Pick the lines holding the string "iter" out of the records and copy them.

[Dataset records]
--

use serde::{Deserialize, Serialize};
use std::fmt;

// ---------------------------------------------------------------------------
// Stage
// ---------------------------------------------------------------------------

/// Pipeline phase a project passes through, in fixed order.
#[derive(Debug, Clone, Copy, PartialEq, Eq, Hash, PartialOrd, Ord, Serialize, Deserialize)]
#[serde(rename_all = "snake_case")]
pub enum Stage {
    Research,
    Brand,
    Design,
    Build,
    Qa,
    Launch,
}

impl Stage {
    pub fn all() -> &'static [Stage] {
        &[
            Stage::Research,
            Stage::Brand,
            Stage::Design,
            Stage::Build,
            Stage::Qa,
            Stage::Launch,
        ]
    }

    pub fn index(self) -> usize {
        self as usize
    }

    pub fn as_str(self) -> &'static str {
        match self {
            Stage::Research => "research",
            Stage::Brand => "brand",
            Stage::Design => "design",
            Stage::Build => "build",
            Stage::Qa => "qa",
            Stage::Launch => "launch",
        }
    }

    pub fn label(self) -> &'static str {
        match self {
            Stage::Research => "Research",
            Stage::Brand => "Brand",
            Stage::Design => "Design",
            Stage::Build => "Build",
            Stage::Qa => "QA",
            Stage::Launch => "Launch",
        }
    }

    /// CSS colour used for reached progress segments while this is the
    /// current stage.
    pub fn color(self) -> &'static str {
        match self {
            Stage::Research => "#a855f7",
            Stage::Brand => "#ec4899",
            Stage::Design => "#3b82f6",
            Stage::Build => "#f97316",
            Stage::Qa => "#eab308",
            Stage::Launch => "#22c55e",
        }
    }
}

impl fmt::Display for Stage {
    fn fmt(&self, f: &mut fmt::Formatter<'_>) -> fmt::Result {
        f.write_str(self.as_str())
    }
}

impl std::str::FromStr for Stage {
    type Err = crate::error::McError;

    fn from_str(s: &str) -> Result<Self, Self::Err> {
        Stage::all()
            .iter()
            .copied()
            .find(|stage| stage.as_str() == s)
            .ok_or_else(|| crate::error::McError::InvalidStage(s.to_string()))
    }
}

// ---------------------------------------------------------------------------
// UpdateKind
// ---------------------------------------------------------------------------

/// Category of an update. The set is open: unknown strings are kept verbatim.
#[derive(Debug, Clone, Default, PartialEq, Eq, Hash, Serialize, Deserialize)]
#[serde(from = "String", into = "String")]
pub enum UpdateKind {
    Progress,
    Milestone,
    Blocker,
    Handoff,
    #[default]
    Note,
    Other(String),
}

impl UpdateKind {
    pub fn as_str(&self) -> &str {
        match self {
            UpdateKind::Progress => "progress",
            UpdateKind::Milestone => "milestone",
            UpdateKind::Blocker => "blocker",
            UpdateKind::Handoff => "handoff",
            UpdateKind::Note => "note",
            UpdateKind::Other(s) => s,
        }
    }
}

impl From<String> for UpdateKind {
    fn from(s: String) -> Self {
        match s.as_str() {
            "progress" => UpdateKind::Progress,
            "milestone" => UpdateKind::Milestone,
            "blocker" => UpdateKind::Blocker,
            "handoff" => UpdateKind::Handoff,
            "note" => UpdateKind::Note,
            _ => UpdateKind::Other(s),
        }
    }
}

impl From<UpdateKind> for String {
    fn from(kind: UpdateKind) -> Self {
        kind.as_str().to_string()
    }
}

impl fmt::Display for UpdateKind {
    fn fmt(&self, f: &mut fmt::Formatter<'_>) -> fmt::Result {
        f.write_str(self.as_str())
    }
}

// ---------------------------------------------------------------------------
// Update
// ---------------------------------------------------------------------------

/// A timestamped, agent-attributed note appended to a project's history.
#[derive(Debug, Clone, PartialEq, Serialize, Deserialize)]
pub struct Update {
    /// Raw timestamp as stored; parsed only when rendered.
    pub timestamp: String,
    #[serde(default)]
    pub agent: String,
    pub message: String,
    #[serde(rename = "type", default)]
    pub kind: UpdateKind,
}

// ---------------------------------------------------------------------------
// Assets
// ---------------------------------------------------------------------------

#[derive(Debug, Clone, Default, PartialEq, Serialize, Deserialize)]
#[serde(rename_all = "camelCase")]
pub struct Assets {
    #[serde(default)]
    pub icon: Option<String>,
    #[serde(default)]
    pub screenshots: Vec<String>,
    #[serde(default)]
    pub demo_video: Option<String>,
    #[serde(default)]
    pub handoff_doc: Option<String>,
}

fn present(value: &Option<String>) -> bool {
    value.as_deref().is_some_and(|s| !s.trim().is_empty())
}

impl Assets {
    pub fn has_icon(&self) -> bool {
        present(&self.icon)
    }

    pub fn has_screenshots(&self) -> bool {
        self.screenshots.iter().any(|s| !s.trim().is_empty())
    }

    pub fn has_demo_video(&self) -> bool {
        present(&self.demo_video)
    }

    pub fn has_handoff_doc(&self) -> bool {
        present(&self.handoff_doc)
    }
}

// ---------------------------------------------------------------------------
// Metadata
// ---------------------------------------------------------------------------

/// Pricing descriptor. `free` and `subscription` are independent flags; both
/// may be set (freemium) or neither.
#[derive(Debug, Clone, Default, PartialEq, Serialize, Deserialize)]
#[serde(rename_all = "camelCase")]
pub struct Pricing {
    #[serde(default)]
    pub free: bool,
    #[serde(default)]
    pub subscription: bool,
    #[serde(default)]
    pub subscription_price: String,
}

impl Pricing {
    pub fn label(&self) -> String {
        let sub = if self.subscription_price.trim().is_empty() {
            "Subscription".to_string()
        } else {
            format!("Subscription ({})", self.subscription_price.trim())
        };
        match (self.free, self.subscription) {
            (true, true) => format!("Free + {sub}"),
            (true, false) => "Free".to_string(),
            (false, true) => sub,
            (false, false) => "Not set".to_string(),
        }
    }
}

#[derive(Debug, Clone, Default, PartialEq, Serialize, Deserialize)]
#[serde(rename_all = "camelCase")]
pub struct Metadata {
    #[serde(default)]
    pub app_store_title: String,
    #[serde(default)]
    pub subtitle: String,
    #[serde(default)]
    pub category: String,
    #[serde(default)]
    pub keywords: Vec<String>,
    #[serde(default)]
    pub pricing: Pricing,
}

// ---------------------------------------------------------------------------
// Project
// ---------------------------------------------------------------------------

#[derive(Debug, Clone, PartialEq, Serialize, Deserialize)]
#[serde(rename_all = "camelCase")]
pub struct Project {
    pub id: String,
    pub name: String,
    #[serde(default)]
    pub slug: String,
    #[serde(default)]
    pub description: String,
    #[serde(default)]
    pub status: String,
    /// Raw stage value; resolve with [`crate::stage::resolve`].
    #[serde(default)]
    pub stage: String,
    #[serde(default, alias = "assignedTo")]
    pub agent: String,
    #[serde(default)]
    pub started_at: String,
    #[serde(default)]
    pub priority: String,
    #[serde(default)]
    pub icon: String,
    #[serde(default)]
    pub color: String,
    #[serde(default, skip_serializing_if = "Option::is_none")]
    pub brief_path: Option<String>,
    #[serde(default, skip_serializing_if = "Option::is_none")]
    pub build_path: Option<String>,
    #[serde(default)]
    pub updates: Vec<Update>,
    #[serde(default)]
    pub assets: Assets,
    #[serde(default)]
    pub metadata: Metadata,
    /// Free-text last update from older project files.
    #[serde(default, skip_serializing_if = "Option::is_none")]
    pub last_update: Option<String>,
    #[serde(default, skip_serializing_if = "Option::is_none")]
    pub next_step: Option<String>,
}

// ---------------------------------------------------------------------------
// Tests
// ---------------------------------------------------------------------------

--

## SOLUTION BELOW
            .iter()
        self.screenshots.iter().any(|s| !s.trim().is_empty())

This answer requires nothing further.